The seven-day week goes all the way back to the first week of history, and the day of rest is the Creator’s own idea. What does it mean to say God rested? Did he take a nap? No, God doesn’t “slumber or sleep” (Psalm 121:4). He never needs a break to regain his energy. God has infinite energy and power. “The Lord is the everlasting God, the Creator of the ends of the earth. He will not grow tired or weary” (Isaiah 40:28). Whatever the Creator’s reason for resting, it’s not that he was exhausted and needed to recover.
Also, God’s rest did not mean God stopped doing anything at all and left the world on its own. Without God upholding it each moment, the world would immediately collapse. God never stops watching over his creatures and maintaining the world, but God did rest “from all the work of creating.” God’s creative work involved making brand new kinds of things that never before existed. By the end of day six, God had completed that creative work. The universe was richly furnished, fully functional. Creatures could flourish and multiply within the order God had set up, without any new miracles. At that point, while God kept sustaining all things, he rested from his work of creating.

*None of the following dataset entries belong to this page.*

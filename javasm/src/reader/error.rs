use std::fmt::{Display, Formatter};

/// An error in a listing, together with where it happened.
///
/// It's returned wrapped in an [`anyhow::Error`], use [`anyhow::Error::downcast_ref`] to get it back:
/// ```
/// # use javasm::SyntaxError;
/// let error = javasm::read_class("class Foo {\n  I \"abc\n}\n").unwrap_err();
/// let syntax_error = error.downcast_ref::<SyntaxError>().unwrap();
/// assert_eq!(syntax_error.line, 2);
/// ```
///
/// Errors that happened while trying multiple interpretations of some token are available as
/// the [source chain][std::error::Error::source] of the [`anyhow::Error`].
#[derive(Debug, Clone, PartialEq, Eq)]
pub struct SyntaxError {
	pub message: String,
	/// The line of the error, starting at `1`.
	pub line: usize,
	/// The column of the error, counted in chars, starting at `0`.
	pub column: usize,
	/// The complete line the error is on.
	pub line_text: String,
	/// The token at the error, if there's any.
	pub token: Option<String>,
}

impl Display for SyntaxError {
	fn fmt(&self, f: &mut Formatter<'_>) -> std::fmt::Result {
		write!(f, "Error at line {}, column {}: {}\n{}\n{}^",
			self.line, self.column, self.message, self.line_text, " ".repeat(self.column))
	}
}

impl std::error::Error for SyntaxError {}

Why did God do it this way? As Almighty God, he could have created everything in six seconds, but he took six days. He could have finished creating without setting aside a special day, but he rested on the seventh day, blessed it, and made it holy. Why? God did this, not just for his own benefit, but for the benefit of people whom he made in his image and wanted to pattern after himself. In the Ten Commandments, God told the people of Israel to follow the pattern he himself had set:
Remember the Sabbath day by keeping it holy. Six days you shall labor and do all your work. But the seventh day is a Sabbath to the Lord your God. On it you shall not do any work, neither you, nor your son or daughter, nor your manservant or maidservant, nor your animals, nor the alien within your gates. For in six days the Lord made the heavens and the earth, the sea, and all that is in them, but he rested on the seventh day. Therefore the Lord blessed the Sabbath and made it holy (Exodus 20:8-11).
Attacking God’s Day
Sad to say, many people attack God’s day of blessing. This happens at two levels: intellectual and practical. At an intellectual level, many reject the statement that God created everything in six days because they think science has proven otherwise. At a practical level, people do their own thing and don’t set aside one day in seven for rest and worship.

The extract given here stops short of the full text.